Introduction: The prevalence of patients with ‘borderline’ levels of cardiovascular risk factors has been rarely investigated, being often reported in studies evaluating abnormal values of these parameters. The BORDERLINE study represents a pilot experience to primarily identify the prevalence of ‘high-normal’ conditions, such as pre-hypertension, lipid and glucose levels in the upper range of normality in the setting of general practice in Italy.

Aim: The aim of this study was to evaluate the prevalence of patients with ‘borderline’ values of cardiovascular risk factors in Italy.

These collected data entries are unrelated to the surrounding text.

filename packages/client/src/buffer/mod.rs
//! Response buffer management
//!
//! Every in-flight request owns (or borrows) one [`BodyBuffer`] that body
//! bytes stream into. The buffer's [`GrowthPolicy`] decides what happens when
//! the write cursor reaches capacity: stop accepting, flush and rewind, or
//! reallocate. All growth is fallible; a failed reallocation force-completes
//! the owning request instead of aborting the process.

pub mod flush;
pub mod registry;

use std::sync::Arc;
use std::sync::atomic::{AtomicU64, Ordering};

use bytes::Bytes;

use crate::error::{Error, Result};
use self::registry::SharedBuffer;

/// Global accounting of allocated response-buffer bytes, shared by the pool
/// and the persistent buffer registry.
#[derive(Debug, Default)]
pub struct ByteLedger(AtomicU64);

impl ByteLedger {
    /// Create an empty ledger.
    #[must_use]
    pub fn new() -> Self {
        Self::default()
    }

    pub(crate) fn add(&self, bytes: u64) {
        self.0.fetch_add(bytes, Ordering::Relaxed);
    }

    pub(crate) fn sub(&self, bytes: u64) {
        self.0.fetch_sub(bytes, Ordering::Relaxed);
    }

    /// Currently accounted buffer bytes.
    #[must_use]
    pub fn current(&self) -> u64 {
        self.0.load(Ordering::Relaxed)
    }
}

/// Buffer behavior requested at submission time.
#[derive(Debug, Clone, Copy, PartialEq, Eq, Default)]
pub enum BufferPlan {
    /// Grow without bound, starting from the pool's configured read buffer
    /// size.
    #[default]
    Default,
    /// Grow without bound from an explicit initial capacity.
    Grow { initial: usize },
    /// Double up to `limit`, then grow by `limit`-sized increments.
    GrowBounded { initial: usize, limit: usize },
    /// Never grow; stop accepting body bytes once full.
    Fixed { capacity: usize },
    /// Flush through the request's [`flush::FlushSink`] and rewind whenever
    /// the buffer fills.
    ReuseWithFlush { capacity: usize },
    /// Borrow a registered persistent buffer instead of allocating one.
    Persistent { id: usize },
}

/// How a buffer reacts to its write cursor reaching capacity.
#[derive(Debug, Clone, Copy, PartialEq, Eq)]
pub enum GrowthPolicy {
    /// Double the capacity each time the buffer fills.
    Unbounded,
    /// Double while below `limit` (capped at `limit`), then grow by exactly
    /// `limit` per step.
    Bounded { limit: usize },
    /// Accept no further bytes once full.
    Fixed,
    /// Hand the full buffer to the flush callback, rewind, keep accepting.
    ReuseWithFlush,
    /// Registry-shared storage; behaves as [`GrowthPolicy::Fixed`]. The
    /// registry, not the request, controls the storage's lifetime.
    Persistent,
}

/// Outcome of one streaming write into a buffer.
#[derive(Debug, Clone, Copy, PartialEq, Eq)]
pub(crate) enum WriteOutcome {
    /// Bytes consumed. A count short of the input length tells the transport
    /// to stop delivering body data for this request.
    Accepted(usize),
    /// Reallocation failed after consuming `accepted` bytes; the buffer is
    /// closed for writing.
    GrowFailed { accepted: usize },
}

enum Storage {
    Owned(Vec<u8>),
    Shared(SharedBuffer),
}

/// A single request's response buffer: contiguous storage, a write cursor
/// (the storage length), and a logical capacity governed by the growth
/// policy.
pub(crate) struct BodyBuffer {
    storage: Storage,
    policy: GrowthPolicy,
    capacity: usize,
    ledger: Arc<ByteLedger>,
    retired: bool,
}

impl BodyBuffer {
    /// Allocate a privately owned buffer.
    pub(crate) fn owned(
        initial: usize,
        policy: GrowthPolicy,
        ledger: Arc<ByteLedger>,
    ) -> Result<Self> {
        // zero-size growable buffers would never make progress
        let capacity = initial.max(1);
        let mut data = Vec::new();
        if data.try_reserve_exact(capacity).is_err() {
            return Err(Error::BufferAllocationFailure { capacity });
        }
        ledger.add(capacity as u64);
        Ok(Self {
            storage: Storage::Owned(data),
            policy,
            capacity,
            ledger,
            retired: false,
        })
    }

    /// Borrow registry-shared storage. The write cursor rewinds to zero so
    /// the new request overwrites whatever a previous tenant left behind.
    pub(crate) fn shared(buffer: SharedBuffer, ledger: Arc<ByteLedger>) -> Self {
        buffer.clear();
        let capacity = buffer.capacity();
        Self {
            storage: Storage::Shared(buffer),
            policy: GrowthPolicy::Persistent,
            capacity,
            ledger,
            retired: false,
        }
    }

    pub(crate) fn policy(&self) -> GrowthPolicy {
        self.policy
    }

    pub(crate) fn capacity(&self) -> usize {
        self.capacity
    }

    pub(crate) fn len(&self) -> usize {
        match &self.storage {
            Storage::Owned(data) => data.len(),
            Storage::Shared(shared) => shared.len(),
        }
    }

    /// Append `src`, splitting the copy at capacity boundaries and applying
    /// the growth policy whenever the cursor reaches capacity. `on_full`
    /// receives the full buffer contents before a flush-and-rewind.
    pub(crate) fn write(
        &mut self,
        src: &[u8],
        on_full: &mut dyn FnMut(&[u8]),
    ) -> WriteOutcome {
        if self.retired {
            return WriteOutcome::Accepted(0);
        }
        let policy = self.policy;
        let capacity = &mut self.capacity;
        let ledger = &self.ledger;
        match &mut self.storage {
            Storage::Owned(data) => write_loop(data, capacity, policy, ledger, src, on_full),
            Storage::Shared(shared) => {
                let mut data = shared.lock();
                write_loop(&mut data, capacity, policy, ledger, src, on_full)
            }
        }
    }

    /// Copy out up to `max` bytes from the front of the buffered content.
    pub(crate) fn read(&self, max: usize) -> Bytes {
        match &self.storage {
            Storage::Owned(data) => Bytes::copy_from_slice(&data[..max.min(data.len())]),
            Storage::Shared(shared) => {
                let data = shared.lock();
                Bytes::copy_from_slice(&data[..max.min(data.len())])
            }
        }
    }

    /// Detached copy of the full buffered content.
    pub(crate) fn snapshot(&self) -> Bytes {
        self.read(usize::MAX)
    }

    /// Release owned storage and settle the ledger. Shared storage stays
    /// alive with the registry (and any caller clones). Idempotent.
    pub(crate) fn retire(&mut self) {
        if self.retired {
            return;
        }
        if matches!(self.storage, Storage::Owned(_)) {
            self.ledger.sub(self.capacity as u64);
            self.storage = Storage::Owned(Vec::new());
        }
        self.capacity = 0;
        self.retired = true;
    }
}

impl Drop for BodyBuffer {
    fn drop(&mut self) {
        self.retire();
    }
}

fn write_loop(
    data: &mut Vec<u8>,
    capacity: &mut usize,
    policy: GrowthPolicy,
    ledger: &ByteLedger,
    src: &[u8],
    on_full: &mut dyn FnMut(&[u8]),
) -> WriteOutcome {
    let mut written = 0;
    while written < src.len() {
        let room = *capacity - data.len();
        let take = room.min(src.len() - written);
        data.extend_from_slice(&src[written..written + take]);
        written += take;
        if data.len() < *capacity {
            continue;
        }
        let target = match policy {
            GrowthPolicy::Fixed | GrowthPolicy::Persistent => return WriteOutcome::Accepted(written),
            GrowthPolicy::ReuseWithFlush => {
                on_full(data.as_slice());
                data.clear();
                continue;
            }
            GrowthPolicy::Unbounded => *capacity * 2,
            GrowthPolicy::Bounded { limit } => {
                if *capacity < limit {
                    (*capacity * 2).min(limit)
                } else {
                    *capacity + limit
                }
            }
        };
        if data.try_reserve_exact(target - data.len()).is_err() {
            tracing::warn!(capacity = target, "response buffer growth failed");
            return WriteOutcome::GrowFailed { accepted: written };
        }
        ledger.add((target - *capacity) as u64);
        tracing::trace!(from = *capacity, to = target, "response buffer grown");
        *capacity = target;
    }
    WriteOutcome::Accepted(written)
}

#[cfg(test)]
mod tests {
    use super::*;

    fn ledger() -> Arc<ByteLedger> {
        Arc::new(ByteLedger::new())
    }

    fn no_flush() -> impl FnMut(&[u8]) {
        |_: &[u8]| {}
    }

    #[test]
    fn fixed_buffer_stops_at_capacity() {
        let mut buf = BodyBuffer::owned(1024, GrowthPolicy::Fixed, ledger()).unwrap();
        let outcome = buf.write(&[0xAB; 2048], &mut no_flush());
        assert_eq!(outcome, WriteOutcome::Accepted(1024));
        assert_eq!(buf.len(), 1024);
        assert_eq!(buf.capacity(), 1024);
        // a closed-out buffer accepts nothing further
        let outcome = buf.write(&[0xCD; 16], &mut no_flush());
        assert_eq!(outcome, WriteOutcome::Accepted(0));
    }

    #[test]
    fn unbounded_buffer_doubles_once_for_modest_overflow() {
        let ledger = ledger();
        let mut buf =
            BodyBuffer::owned(16_384, GrowthPolicy::Unbounded, Arc::clone(&ledger)).unwrap();
        let outcome = buf.write(&vec![7u8; 20_000], &mut no_flush());
        assert_eq!(outcome, WriteOutcome::Accepted(20_000));
        assert_eq!(buf.capacity(), 32_768);
        assert_eq!(ledger.current(), 32_768);
    }

    #[test]
    fn unbounded_capacity_after_n_growths_is_exact() {
        let mut buf = BodyBuffer::owned(16, GrowthPolicy::Unbounded, ledger()).unwrap();
        buf.write(&[1u8; 100], &mut no_flush());
        // 16 -> 32 -> 64 -> 128: initial * 2^3
        assert_eq!(buf.capacity(), 128);
        assert_eq!(buf.len(), 100);
    }

    #[test]
    fn bounded_buffer_doubles_to_limit_then_steps_by_limit() {
        let mut buf =
            BodyBuffer::owned(16, GrowthPolicy::Bounded { limit: 48 }, ledger()).unwrap();
        let mut capacities = Vec::new();
        for _ in 0..5 {
            let len = buf.len();
            buf.write(&vec![0u8; buf.capacity() - len + 1], &mut no_flush());
            capacities.push(buf.capacity());
        }
        // 16 -> 32 -> 48 (capped), then +48 per step
        assert_eq!(capacities, vec![32, 48, 96, 144, 192]);
    }

    #[test]
    fn reuse_with_flush_rewinds_and_keeps_accepting() {
        let mut flushed: Vec<Vec<u8>> = Vec::new();
        let mut buf = BodyBuffer::owned(8, GrowthPolicy::ReuseWithFlush, ledger()).unwrap();
        let outcome = buf.write(&[9u8; 20], &mut |payload| flushed.push(payload.to_vec()));
        assert_eq!(outcome, WriteOutcome::Accepted(20));
        assert_eq!(flushed.len(), 2);
        assert!(flushed.iter().all(|p| p.len() == 8));
        // the tail stays buffered
        assert_eq!(buf.len(), 4);
        assert_eq!(buf.capacity(), 8);
    }

    #[test]
    fn split_copy_across_capacity_boundary_loses_nothing() {
        let mut flushed = Vec::new();
        let mut buf = BodyBuffer::owned(4, GrowthPolicy::ReuseWithFlush, ledger()).unwrap();
        let payload: Vec<u8> = (0u8..10).collect();
        buf.write(&payload, &mut |p: &[u8]| flushed.extend_from_slice(p));
        let mut seen = flushed.clone();
        seen.extend_from_slice(&buf.snapshot());
        assert_eq!(seen, payload);
    }

    #[test]
    fn retire_settles_the_ledger() {
        let ledger = ledger();
        let mut buf = BodyBuffer::owned(512, GrowthPolicy::Fixed, Arc::clone(&ledger)).unwrap();
        assert_eq!(ledger.current(), 512);
        buf.retire();
        assert_eq!(ledger.current(), 0);
        // idempotent
        buf.retire();
        assert_eq!(ledger.current(), 0);
    }

    #[test]
    fn drop_settles_the_ledger() {
        let ledger = ledger();
        {
            let _buf =
                BodyBuffer::owned(256, GrowthPolicy::Unbounded, Arc::clone(&ledger)).unwrap();
            assert_eq!(ledger.current(), 256);
        }
        assert_eq!(ledger.current(), 0);
    }

    #[test]
    fn shared_buffer_behaves_as_fixed_and_leaves_ledger_alone() {
        let ledger = ledger();
        let shared = SharedBuffer::with_capacity(16).unwrap();
        let mut buf = BodyBuffer::shared(shared.clone(), Arc::clone(&ledger));
        assert_eq!(buf.policy(), GrowthPolicy::Persistent);
        let outcome = buf.write(&[3u8; 64], &mut no_flush());
        assert_eq!(outcome, WriteOutcome::Accepted(16));
        assert_eq!(ledger.current(), 0);
        // the caller's clone observes what the request wrote
        assert_eq!(shared.contents(), Bytes::from_static(&[3u8; 16]));
        buf.retire();
        assert_eq!(shared.len(), 16);
    }
}
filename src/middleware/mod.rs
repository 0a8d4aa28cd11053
pub mod cors;

pub use cors::*;
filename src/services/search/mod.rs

pub mod news;
pub mod tavily;

use async_trait::async_trait;
use std::sync::Arc;
use tracing::{info, warn};

use crate::config::{SearchConfig, WebSearchBackend};
use crate::error::SearchError;
use crate::models::{SearchHits, SearchResult, SourceKind};

pub use news::NewsApiSearch;
pub use tavily::TavilySearch;

#[async_trait]
pub trait SearchProvider: Send + Sync {
    fn name(&self) -> &'static str;

    fn kind(&self) -> SourceKind;

    fn max_results(&self) -> usize;

    async fn search(&self, query: &str, max_results: usize) -> Result<SearchHits, SearchError>;
}

/// Sources gathered for one question, web results first.
#[derive(Debug, Clone, Default)]
pub struct RetrievedContext {
    pub sources: Vec<SearchResult>,
    pub web_answer: Option<String>,
    pub web_results: usize,
    pub news_results: usize,
}

#[derive(Clone, Default)]
pub struct ContextRetriever {
    providers: Vec<Arc<dyn SearchProvider>>,
}

impl ContextRetriever {
    pub fn new(providers: Vec<Arc<dyn SearchProvider>>) -> Self {
        Self { providers }
    }

    /// Providers without a key are left out.
    pub fn from_config(config: &SearchConfig, client: reqwest::Client) -> Self {
        let mut providers: Vec<Arc<dyn SearchProvider>> = Vec::new();

        match (config.provider, &config.tavily_api_key) {
            (WebSearchBackend::Tavily, Some(key)) => {
                providers.push(Arc::new(TavilySearch::new(client.clone(), key.clone(), config)));
            }
            (WebSearchBackend::Tavily, None) => {
                warn!("TAVILY_API_KEY not set - web search disabled");
            }
            (WebSearchBackend::None, _) => {
                info!("Web search disabled by SEARCH_PROVIDER");
            }
        }

        match &config.news_api_key {
            Some(key) => {
                providers.push(Arc::new(NewsApiSearch::new(client, key.clone(), config)));
            }
            None => warn!("NEWS_API_KEY not set - news search disabled"),
        }

        Self::new(providers)
    }

    pub fn provider_names(&self) -> Vec<&'static str> {
        self.providers.iter().map(|p| p.name()).collect()
    }

    pub fn has_provider(&self, kind: SourceKind) -> bool {
        self.providers.iter().any(|p| p.kind() == kind)
    }

    pub async fn retrieve(&self, query: &str) -> RetrievedContext {
        let mut context = RetrievedContext::default();

        for provider in &self.providers {
            let limit = provider.max_results();
            let hits = match provider.search(query, limit).await {
                Ok(hits) => hits,
                Err(e) => {
                    warn!(provider = provider.name(), "Search failed, continuing without it: {}", e);
                    SearchHits::empty()
                }
            };

            let mut results = hits.results;
            results.truncate(limit);
            info!(provider = provider.name(), count = results.len(), "Search completed");

            match provider.kind() {
                SourceKind::Web => {
                    context.web_results += results.len();
                    if context.web_answer.is_none() {
                        context.web_answer = hits.answer.filter(|a| !a.trim().is_empty());
                    }
                }
                SourceKind::News => context.news_results += results.len(),
            }
            context.sources.extend(results);
        }

        context
    }
}

pub(crate) fn status_error(status: reqwest::StatusCode, body: &str) -> SearchError {
    SearchError::Status {
        status: status.as_u16(),
        message: crate::utils::truncate_chars(body, 300),
    }
}

/// Answers exactly one HTTP request on a loopback port with a canned reply.
#[cfg(test)]
pub(crate) fn serve_once(status: u16, body: &'static str) -> String {
    use std::io::{Read, Write};

    let listener = std::net::TcpListener::bind("127.0.0.1:0").unwrap();
    let addr = listener.local_addr().unwrap();
    std::thread::spawn(move || {
        let (mut stream, _) = listener.accept().unwrap();
        let mut request = Vec::new();
        let mut buf = [0u8; 4096];
        loop {
            let n = stream.read(&mut buf).unwrap();
            if n == 0 {
                break;
            }
            request.extend_from_slice(&buf[..n]);
            if let Some(end) = request.windows(4).position(|w| w == b"\r\n\r\n") {
                let head = String::from_utf8_lossy(&request[..end]).to_lowercase();
                let length = head
                    .lines()
                    .find_map(|line| line.strip_prefix("content-length:"))
                    .and_then(|value| value.trim().parse::<usize>().ok())
                    .unwrap_or(0);
                if request.len() >= end + 4 + length {
                    break;
                }
            }
        }
        let reply = format!(
            "HTTP/1.1 {} Error\r\nContent-Type: text/plain\r\nContent-Length: {}\r\nConnection: close\r\n\r\n{}",
            status,
            body.len(),
            body
        );
        stream.write_all(reply.as_bytes()).unwrap();
    });
    format!("http://{}", addr)
}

Methods: Involved physicians were asked to evaluate the first 20 outpatients, consecutively seen in June 2009. Data were collected in a study-designed case-report form, in which physicians identified thresholds rather than reported absolute values of several clinical parameters. High-normal values were defined as follows: blood pressure (BP) 130–140/85–90 mmHg; total cholesterol 180–200 mg/dL; low-density lipoprotein cholesterol (LDL-C) 130–150 mg/dL; high-density lipoprotein cholesterol (HDL-C) 30–40 mg/dL in males and 40–50 mg/dL in females; triglycerides 130–150 mg/dL and fasting glucose 100–110 mg/dL. Results: Fifty-three Italian physicians provided valuable clinical data on 826 individual outpatients, among which 692 (83.7%, 377 women, mean age 60.9±13.2 years, body mass index 26.6±5.0 kg/m2) were included in the present analysis. Prevalence of borderline values of systolic BP and total cholesterol levels were at least comparable with those in the normal limits of the corresponding parameters, whereas prevalence of borderline diastolic BP, LDL-C, HDL-C, triglycerides and fasting glucose levels was significantly lower than that of normal values, but higher than that of abnormal values of the corresponding parameters.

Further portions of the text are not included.